Stored data:
--

use assert_cmd::Command;
use predicates::prelude::*;
use std::path::Path;
use tempfile::TempDir;

/// Binary isolated from the user's config, store and editor data
fn tether(home: &Path, cwd: &Path) -> Command {
    let mut cmd = Command::cargo_bin("tether").unwrap();
    cmd.current_dir(cwd)
        .env("HOME", home)
        .env("XDG_CONFIG_HOME", home.join(".config"))
        .env("TETHER_DB_PATH", home.join("store").join("tether.db"))
        .env_remove("TETHER_DEBUG")
        .env_remove("RUST_LOG");
    cmd
}

#[test]
fn unknown_event_is_a_successful_noop() {
    let home = TempDir::new().unwrap();
    tether(home.path(), home.path())
        .args(["hook", "beforeSubmitPrompt"])
        .write_stdin(r#"{"conversation_id": "c1"}"#)
        .assert()
        .success()
        .stdout(predicate::str::contains("ignored event 'beforeSubmitPrompt'"));

    assert!(!home.path().join("store").join("tether.db").exists());
}

#[test]
fn file_touched_from_stdin_is_recorded() {
    let home = TempDir::new().unwrap();
    let payload = serde_json::json!({
        "hook_event_name": "afterFileEdit",
        "conversation_id": "c1",
        "file_path": "/work/app/src/a.ts",
        "workspace_roots": ["/work/app"],
        "agent": "cursor"
    });

    for _ in 0..2 {
        tether(home.path(), home.path())
            .arg("hook")
            .write_stdin(payload.to_string())
            .assert()
            .success()
            .stdout(predicate::str::contains(
                "file-touched: recorded conversation c1 (1 captured files)",
            ));
    }

    tether(home.path(), home.path())
        .arg("stats")
        .assert()
        .success()
        .stdout(predicate::str::contains("Conversations: 1"));

    tether(home.path(), home.path())
        .args(["conversations", "--file", "a.ts"])
        .assert()
        .success()
        .stdout(predicate::str::contains("c1").and(predicate::str::contains("cursor")));
}

#[test]
fn flags_rescue_a_malformed_payload() {
    let home = TempDir::new().unwrap();
    tether(home.path(), home.path())
        .args([
            "hook",
            "file-touched",
            "--conversation-id",
            "c2",
            "--file",
            "/work/app/lib.rs",
            "--workspace-root",
            "/work/app",
        ])
        .write_stdin("{not json")
        .assert()
        .success()
        .stdout(predicate::str::contains("recorded conversation c2"));

    tether(home.path(), home.path())
        .args(["context", "lib.rs"])
        .assert()
        .success()
        .stdout(predicate::str::contains("[direct] c2"));
}

#[test]
fn manual_link_to_unknown_conversation_fails() {
    let home = TempDir::new().unwrap();
    tether(home.path(), home.path())
        .args(["link", "nope", "abc123"])
        .assert()
        .failure()
        .code(1)
        .stderr(predicate::str::starts_with("tether: conversation not recorded: nope"));
}

fn git(repo: &Path, args: &[&str]) {
    let status = std::process::Command::new("git")
        .args(args)
        .current_dir(repo)
        .status()
        .unwrap();
    assert!(status.success(), "git {:?} failed", args);
}

#[test]
fn commit_hook_links_the_conversation_that_touched_its_files() {
    if std::process::Command::new("git").arg("--version").output().is_err() {
        return;
    }
    let home = TempDir::new().unwrap();
    let repo = TempDir::new().unwrap();
    let repo = repo.path();

    git(repo, &["init", "-q", "-b", "main"]);
    git(repo, &["config", "user.name", "Ada"]);
    git(repo, &["config", "user.email", "ada@example.com"]);
    git(repo, &["config", "commit.gpgsign", "false"]);
    std::fs::create_dir_all(repo.join("src")).unwrap();
    std::fs::write(repo.join("src/a.ts"), "export const a = 1;\n").unwrap();

    let file = repo.join("src").join("a.ts");
    tether(home.path(), repo)
        .args(["hook", "post-tool-use", "--conversation-id", "c1", "--agent", "claude-code"])
        .arg("--file")
        .arg(&file)
        .arg("--workspace-root")
        .arg(repo)
        .assert()
        .success();

    // Commit times have one-second resolution
    std::thread::sleep(std::time::Duration::from_millis(1100));
    git(repo, &["add", "."]);
    git(repo, &["commit", "-q", "-m", "Add a"]);

    tether(home.path(), repo)
        .args(["hook", "commit"])
        .assert()
        .success()
        .stdout(predicate::str::contains("(1 files, 1 linked conversations)"));

    tether(home.path(), repo)
        .args(["links", "conversation", "c1"])
        .assert()
        .success()
        .stdout(predicate::str::contains("auto").and(predicate::str::contains("Add a")));

    tether(home.path(), repo)
        .arg("stats")
        .assert()
        .success()
        .stdout(predicate::str::contains("Links:         1 (1 auto, 0 manual)"));
}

--

Task item: Give back each record, exactly as it reads.

Solution to this problem:
use assert_cmd::Command;
use predicates::prelude::*;
use std::path::Path;
use tempfile::TempDir;

/// Binary isolated from the user's config, store and editor data
fn tether(home: &Path, cwd: &Path) -> Command {
    let mut cmd = Command::cargo_bin("tether").unwrap();
    cmd.current_dir(cwd)
        .env("HOME", home)
        .env("XDG_CONFIG_HOME", home.join(".config"))
        .env("TETHER_DB_PATH", home.join("store").join("tether.db"))
        .env_remove("TETHER_DEBUG")
        .env_remove("RUST_LOG");
    cmd
}

#[test]
fn unknown_event_is_a_successful_noop() {
    let home = TempDir::new().unwrap();
    tether(home.path(), home.path())
        .args(["hook", "beforeSubmitPrompt"])
        .write_stdin(r#"{"conversation_id": "c1"}"#)
        .assert()
        .success()
        .stdout(predicate::str::contains("ignored event 'beforeSubmitPrompt'"));

    assert!(!home.path().join("store").join("tether.db").exists());
}

#[test]
fn file_touched_from_stdin_is_recorded() {
    let home = TempDir::new().unwrap();
    let payload = serde_json::json!({
        "hook_event_name": "afterFileEdit",
        "conversation_id": "c1",
        "file_path": "/work/app/src/a.ts",
        "workspace_roots": ["/work/app"],
        "agent": "cursor"
    });

    for _ in 0..2 {
        tether(home.path(), home.path())
            .arg("hook")
            .write_stdin(payload.to_string())
            .assert()
            .success()
            .stdout(predicate::str::contains(
                "file-touched: recorded conversation c1 (1 captured files)",
            ));
    }

    tether(home.path(), home.path())
        .arg("stats")
        .assert()
        .success()
        .stdout(predicate::str::contains("Conversations: 1"));

    tether(home.path(), home.path())
        .args(["conversations", "--file", "a.ts"])
        .assert()
        .success()
        .stdout(predicate::str::contains("c1").and(predicate::str::contains("cursor")));
}

#[test]
fn flags_rescue_a_malformed_payload() {
    let home = TempDir::new().unwrap();
    tether(home.path(), home.path())
        .args([
            "hook",
            "file-touched",
            "--conversation-id",
            "c2",
            "--file",
            "/work/app/lib.rs",
            "--workspace-root",
            "/work/app",
        ])
        .write_stdin("{not json")
        .assert()
        .success()
        .stdout(predicate::str::contains("recorded conversation c2"));

    tether(home.path(), home.path())
        .args(["context", "lib.rs"])
        .assert()
        .success()
        .stdout(predicate::str::contains("[direct] c2"));
}

#[test]
fn manual_link_to_unknown_conversation_fails() {
    let home = TempDir::new().unwrap();
    tether(home.path(), home.path())
        .args(["link", "nope", "abc123"])
        .assert()
        .failure()
        .code(1)
        .stderr(predicate::str::starts_with("tether: conversation not recorded: nope"));
}

fn git(repo: &Path, args: &[&str]) {
    let status = std::process::Command::new("git")
        .args(args)
        .current_dir(repo)
        .status()
        .unwrap();
    assert!(status.success(), "git {:?} failed", args);
}

#[test]
fn commit_hook_links_the_conversation_that_touched_its_files() {
    if std::process::Command::new("git").arg("--version").output().is_err() {
        return;
    }
    let home = TempDir::new().unwrap();
    let repo = TempDir::new().unwrap();
    let repo = repo.path();

    git(repo, &["init", "-q", "-b", "main"]);
    git(repo, &["config", "user.name", "Ada"]);
    git(repo, &["config", "user.email", "ada@example.com"]);
    git(repo, &["config", "commit.gpgsign", "false"]);
    std::fs::create_dir_all(repo.join("src")).unwrap();
    std::fs::write(repo.join("src/a.ts"), "export const a = 1;\n").unwrap();

    let file = repo.join("src").join("a.ts");
    tether(home.path(), repo)
        .args(["hook", "post-tool-use", "--conversation-id", "c1", "--agent", "claude-code"])
        .arg("--file")
        .arg(&file)
        .arg("--workspace-root")
        .arg(repo)
        .assert()
        .success();

    // Commit times have one-second resolution
    std::thread::sleep(std::time::Duration::from_millis(1100));
    git(repo, &["add", "."]);
    git(repo, &["commit", "-q", "-m", "Add a"]);

    tether(home.path(), repo)
        .args(["hook", "commit"])
        .assert()
        .success()
        .stdout(predicate::str::contains("(1 files, 1 linked conversations)"));

    tether(home.path(), repo)
        .args(["links", "conversation", "c1"])
        .assert()
        .success()
        .stdout(predicate::str::contains("auto").and(predicate::str::contains("Add a")));

    tether(home.path(), repo)
        .arg("stats")
        .assert()
        .success()
        .stdout(predicate::str::contains("Links:         1 (1 auto, 0 manual)"));
}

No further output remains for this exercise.